Esempio di configurazione per applicare TLS 1.2
Questo esempio imposta i criteri TLS per imporre esclusivamente TLS 1.2.
Set-TLSPolicy -Version TLS_1.2
Output di esempio:
VERBOSE: Successfully setting enforce TLS 1.2 to True
VERBOSE: Invoking action plan to update GPOs
VERBOSE: Create Client for execution of action plan
VERBOSE: Start action plan
<...>
VERBOSE: Verifying TLS policy
VERBOSE: Get GPO TLS protocols registry 'enabled' values
VERBOSE: GPO TLS applied with the following preferences:
VERBOSE: TLS protocol SSL 2.0 enabled value: 0
VERBOSE: TLS protocol SSL 3.0 enabled value: 0
VERBOSE: TLS protocol TLS 1.0 enabled value: 0
VERBOSE: TLS protocol TLS 1.1 enabled value: 0
VERBOSE: TLS protocol TLS 1.2 enabled value: 1
VERBOSE: TLS 1.2 is enforced
Esempio di configurazione per consentire tutte le versioni di TLS (1.2, 1.1 e 1.0)
Questo esempio imposta i criteri TLS per consentire tutte le versioni di TLS (1.2, 1.1 e 1.0).
Set-TLSPolicy -Version TLS_All
Output di esempio:
VERBOSE: Successfully setting enforce TLS 1.2 to False
VERBOSE: Invoking action plan to update GPOs
VERBOSE: Create Client for execution of action plan
VERBOSE: Start action plan
<...>
VERBOSE: Verifying TLS policy
VERBOSE: Get GPO TLS protocols registry 'enabled' values
VERBOSE: GPO TLS applied with the following preferences:
VERBOSE: TLS protocol SSL 2.0 enabled value: 0
VERBOSE: TLS protocol SSL 3.0 enabled value: 0
VERBOSE: TLS protocol TLS 1.0 enabled value: 1
VERBOSE: TLS protocol TLS 1.1 enabled value: 1
VERBOSE: TLS protocol TLS 1.2 enabled value: 1
VERBOSE: TLS 1.2 is not enforced
Avviso legale per le sessioni PEP
Esistono scenari in cui è utile visualizzare una nota legale all'accesso a una sessione di endpoint con privilegi (PEP).
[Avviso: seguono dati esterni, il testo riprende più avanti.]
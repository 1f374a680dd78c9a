//! Combines per-card results into one identity-level score.

use crate::models::{CardFeatures, CombinedFeatures, RiskTier};
use serde::Serialize;
use std::collections::BTreeSet;

/// A card that made it through fetch and extraction.
///
/// `score` is `None` when no model is loaded.
#[derive(Debug, Clone, Copy, PartialEq)]
pub struct ScoredCard {
    pub features: CardFeatures,
    pub score: Option<f64>,
}

#[derive(Debug, Clone, Copy, PartialEq, Serialize)]
pub struct AggregateResult {
    pub features: CombinedFeatures,
    /// Mean of the per-card scores, truncated toward zero.
    pub score: i64,
    pub risk_level: RiskTier,
}

impl AggregateResult {
    fn empty() -> Self {
        Self {
            features: CombinedFeatures::default(),
            score: 0,
            risk_level: RiskTier::Unknown,
        }
    }
}

/// Aggregate the included cards of one identity.
///
/// Features are combined over every card given; the score and tier only over
/// cards that carry a score. With no scored card the result is score 0 and
/// tier `UNKNOWN`.
pub fn aggregate(cards: &[ScoredCard]) -> AggregateResult {
    if cards.is_empty() {
        return AggregateResult::empty();
    }

    let transaction_count: u64 = cards.iter().map(|c| c.features.transaction_count).sum();
    let total_amount: f64 = cards.iter().map(|c| c.features.total_amount).sum();

    // NOTE: counts distinct *values* of the per-card acquirer counts, not
    // distinct acquirers across cards.
    let distinct_acquirer_count = cards
        .iter()
        .map(|c| c.features.distinct_acquirer_count)
        .collect::<BTreeSet<_>>()
        .len() as u64;

    let avg_days_between_tx = cards
        .iter()
        .map(|c| c.features.avg_days_between_tx)
        .sum::<f64>()
        / cards.len() as f64;

    let features = CombinedFeatures {
        transaction_count,
        total_amount,
        distinct_acquirer_count,
        avg_days_between_tx,
    };

    let scores: Vec<f64> = cards.iter().filter_map(|c| c.score).collect();
    if scores.is_empty() {
        return AggregateResult {
            features,
            score: 0,
            risk_level: RiskTier::Unknown,
        };
    }

    let score = (scores.iter().sum::<f64>() / scores.len() as f64).trunc() as i64;

    AggregateResult {
        features,
        score,
        risk_level: RiskTier::from_score(score as f64),
    }
}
I cmdlet Set-AzSLegalNotice e Get-AzSLegalNotice vengono usati per gestire la didascalia e il corpo di tale testo di avviso legale.
Per impostare la didascalia e il testo delle note legali, vedere il cmdlet Set-AzSLegalNotice. Se la didascalia e il testo della nota legale sono stati impostati in precedenza, è possibile esaminarli usando il cmdlet Get-AzSLegalNotice.